Content starts

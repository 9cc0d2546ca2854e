//! Transactional-store contract backing every component in this crate.
//!
//! The store is injected so the service layer stays independent of the
//! engine: [`crate::db::PgStore`] is the Postgres backend, [`MemStore`] the
//! in-memory one used by the test suite. Backends guarantee that every
//! method is atomic — composite writes (article plus its tag links, the
//! clear-then-add tag replace, cascade deletes) happen in one transaction,
//! so partial application is never observable by concurrent readers.

use std::collections::{HashMap, HashSet};

use thiserror::Error;

use crate::article::{Article, ArticleFilter, NewArticle};
use crate::comment::{Comment, NewComment};
use crate::types::Pagination;
use crate::users::models::{NewUser, User};

mod memory;

pub use self::memory::MemStore;

#[derive(Debug, Error)]
pub enum StoreError {
    #[error("record not found")]
    NotFound,

    /// A unique constraint rejected the write; the payload names the field.
    /// The slug allocator catches `"slug"` violations and retries with the
    /// next candidate; everything else is terminal for the request.
    #[error("unique constraint violated on {0}")]
    UniqueViolation(&'static str),

    #[error("connection pool: {0}")]
    Pool(#[from] r2d2::Error),

    #[error("database: {0}")]
    Database(diesel::result::Error),
}

pub trait Store: Send + Sync {
    // Identity.
    fn insert_user(&self, user: NewUser) -> Result<User, StoreError>;
    fn user_by_id(&self, id: i32) -> Result<Option<User>, StoreError>;
    fn user_by_email(&self, email: &str) -> Result<Option<User>, StoreError>;
    fn user_by_username(&self, username: &str) -> Result<Option<User>, StoreError>;
    fn users_by_ids(&self, ids: &[i32]) -> Result<HashMap<i32, User>, StoreError>;
    fn update_user(&self, user: &User) -> Result<User, StoreError>;
    fn username_exists(&self, username: &str, exclude: Option<i32>) -> Result<bool, StoreError>;
    fn email_exists(&self, email: &str, exclude: Option<i32>) -> Result<bool, StoreError>;

    // Follow graph. Inserts and deletes are idempotent set operations.
    fn insert_follow(&self, follower_id: i32, followed_id: i32) -> Result<(), StoreError>;
    fn delete_follow(&self, follower_id: i32, followed_id: i32) -> Result<(), StoreError>;
    fn is_following(&self, follower_id: i32, followed_id: i32) -> Result<bool, StoreError>;
    /// Which of `user_ids` does `follower_id` follow.
    fn following_map(
        &self,
        follower_id: i32,
        user_ids: &[i32],
    ) -> Result<HashSet<i32>, StoreError>;

    // Articles.
    fn slug_exists(&self, slug: &str, exclude: Option<i32>) -> Result<bool, StoreError>;
    /// Inserts the article and its tag links atomically, creating missing
    /// tags. Fails with `UniqueViolation("slug")` when a concurrent writer
    /// claimed the slug between the existence check and this insert.
    fn insert_article(
        &self,
        article: NewArticle,
        tag_names: &[String],
    ) -> Result<Article, StoreError>;
    /// Persists the mutated row; `Some(tag_names)` replaces the full tag
    /// association set (clear-then-add) in the same transaction.
    fn update_article(
        &self,
        article: &Article,
        tag_names: Option<&[String]>,
    ) -> Result<Article, StoreError>;
    fn article_by_slug(&self, slug: &str) -> Result<Option<Article>, StoreError>;
    /// Deletes the article and cascades to comments, favorites and tag
    /// links. Tag rows themselves are never deleted.
    fn delete_article(&self, article_id: i32) -> Result<(), StoreError>;
    /// Filtered page plus the total (unpaginated) match count.
    fn list_articles(
        &self,
        filter: &ArticleFilter,
        page: Pagination,
    ) -> Result<(Vec<Article>, i64), StoreError>;
    /// Articles authored by accounts `follower_id` follows, newest first.
    fn feed_articles(
        &self,
        follower_id: i32,
        page: Pagination,
    ) -> Result<(Vec<Article>, i64), StoreError>;

    // Favorites. Same set semantics as the follow graph.
    fn insert_favorite(&self, user_id: i32, article_id: i32) -> Result<(), StoreError>;
    fn delete_favorite(&self, user_id: i32, article_id: i32) -> Result<(), StoreError>;
    /// Which of `article_ids` has `user_id` favorited.
    fn favorited_map(
        &self,
        user_id: i32,
        article_ids: &[i32],
    ) -> Result<HashSet<i32>, StoreError>;
    fn favorites_counts(&self, article_ids: &[i32]) -> Result<HashMap<i32, i64>, StoreError>;

    // Tags.
    fn tags_map(&self, article_ids: &[i32]) -> Result<HashMap<i32, Vec<String>>, StoreError>;
    fn distinct_tags(&self) -> Result<Vec<String>, StoreError>;

    // Comments.
    fn insert_comment(&self, comment: NewComment) -> Result<Comment, StoreError>;
    fn comment_by_id(&self, comment_id: i32) -> Result<Option<Comment>, StoreError>;
    fn comments_of_article(&self, article_id: i32) -> Result<Vec<Comment>, StoreError>;
    fn delete_comment(&self, comment_id: i32) -> Result<(), StoreError>;
}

Content ends

### Requirement
Every line in the material must be repeated verbatim.

### Exercise output
repository 9cc0d2546ca2854e
//! Transactional-store contract backing every component in this crate.
//!
//! The store is injected so the service layer stays independent of the
//! engine: [`crate::db::PgStore`] is the Postgres backend, [`MemStore`] the
//! in-memory one used by the test suite. Backends guarantee that every
//! method is atomic — composite writes (article plus its tag links, the
//! clear-then-add tag replace, cascade deletes) happen in one transaction,
//! so partial application is never observable by concurrent readers.

use std::collections::{HashMap, HashSet};

use thiserror::Error;

use crate::article::{Article, ArticleFilter, NewArticle};
use crate::comment::{Comment, NewComment};
use crate::types::Pagination;
use crate::users::models::{NewUser, User};

mod memory;

pub use self::memory::MemStore;

#[derive(Debug, Error)]
pub enum StoreError {
    #[error("record not found")]
    NotFound,

    /// A unique constraint rejected the write; the payload names the field.
    /// The slug allocator catches `"slug"` violations and retries with the
    /// next candidate; everything else is terminal for the request.
    #[error("unique constraint violated on {0}")]
    UniqueViolation(&'static str),

    #[error("connection pool: {0}")]
    Pool(#[from] r2d2::Error),

    #[error("database: {0}")]
    Database(diesel::result::Error),
}

pub trait Store: Send + Sync {
    // Identity.
    fn insert_user(&self, user: NewUser) -> Result<User, StoreError>;
    fn user_by_id(&self, id: i32) -> Result<Option<User>, StoreError>;
    fn user_by_email(&self, email: &str) -> Result<Option<User>, StoreError>;
    fn user_by_username(&self, username: &str) -> Result<Option<User>, StoreError>;
    fn users_by_ids(&self, ids: &[i32]) -> Result<HashMap<i32, User>, StoreError>;
    fn update_user(&self, user: &User) -> Result<User, StoreError>;
    fn username_exists(&self, username: &str, exclude: Option<i32>) -> Result<bool, StoreError>;
    fn email_exists(&self, email: &str, exclude: Option<i32>) -> Result<bool, StoreError>;

    // Follow graph. Inserts and deletes are idempotent set operations.
    fn insert_follow(&self, follower_id: i32, followed_id: i32) -> Result<(), StoreError>;
    fn delete_follow(&self, follower_id: i32, followed_id: i32) -> Result<(), StoreError>;
    fn is_following(&self, follower_id: i32, followed_id: i32) -> Result<bool, StoreError>;
    /// Which of `user_ids` does `follower_id` follow.
    fn following_map(
        &self,
        follower_id: i32,
        user_ids: &[i32],
    ) -> Result<HashSet<i32>, StoreError>;

    // Articles.
    fn slug_exists(&self, slug: &str, exclude: Option<i32>) -> Result<bool, StoreError>;
    /// Inserts the article and its tag links atomically, creating missing
    /// tags. Fails with `UniqueViolation("slug")` when a concurrent writer
    /// claimed the slug between the existence check and this insert.
    fn insert_article(
        &self,
        article: NewArticle,
        tag_names: &[String],
    ) -> Result<Article, StoreError>;
    /// Persists the mutated row; `Some(tag_names)` replaces the full tag
    /// association set (clear-then-add) in the same transaction.
    fn update_article(
        &self,
        article: &Article,
        tag_names: Option<&[String]>,
    ) -> Result<Article, StoreError>;
    fn article_by_slug(&self, slug: &str) -> Result<Option<Article>, StoreError>;
    /// Deletes the article and cascades to comments, favorites and tag
    /// links. Tag rows themselves are never deleted.
    fn delete_article(&self, article_id: i32) -> Result<(), StoreError>;
    /// Filtered page plus the total (unpaginated) match count.
    fn list_articles(
        &self,
        filter: &ArticleFilter,
        page: Pagination,
    ) -> Result<(Vec<Article>, i64), StoreError>;
    /// Articles authored by accounts `follower_id` follows, newest first.
    fn feed_articles(
        &self,
        follower_id: i32,
        page: Pagination,
    ) -> Result<(Vec<Article>, i64), StoreError>;

    // Favorites. Same set semantics as the follow graph.
    fn insert_favorite(&self, user_id: i32, article_id: i32) -> Result<(), StoreError>;
    fn delete_favorite(&self, user_id: i32, article_id: i32) -> Result<(), StoreError>;
    /// Which of `article_ids` has `user_id` favorited.
    fn favorited_map(
        &self,
        user_id: i32,
        article_ids: &[i32],
    ) -> Result<HashSet<i32>, StoreError>;
    fn favorites_counts(&self, article_ids: &[i32]) -> Result<HashMap<i32, i64>, StoreError>;

    // Tags.
    fn tags_map(&self, article_ids: &[i32]) -> Result<HashMap<i32, Vec<String>>, StoreError>;
    fn distinct_tags(&self) -> Result<Vec<String>, StoreError>;

    // Comments.
    fn insert_comment(&self, comment: NewComment) -> Result<Comment, StoreError>;
    fn comment_by_id(&self, comment_id: i32) -> Result<Option<Comment>, StoreError>;
    fn comments_of_article(&self, article_id: i32) -> Result<Vec<Comment>, StoreError>;
    fn delete_comment(&self, comment_id: i32) -> Result<(), StoreError>;
}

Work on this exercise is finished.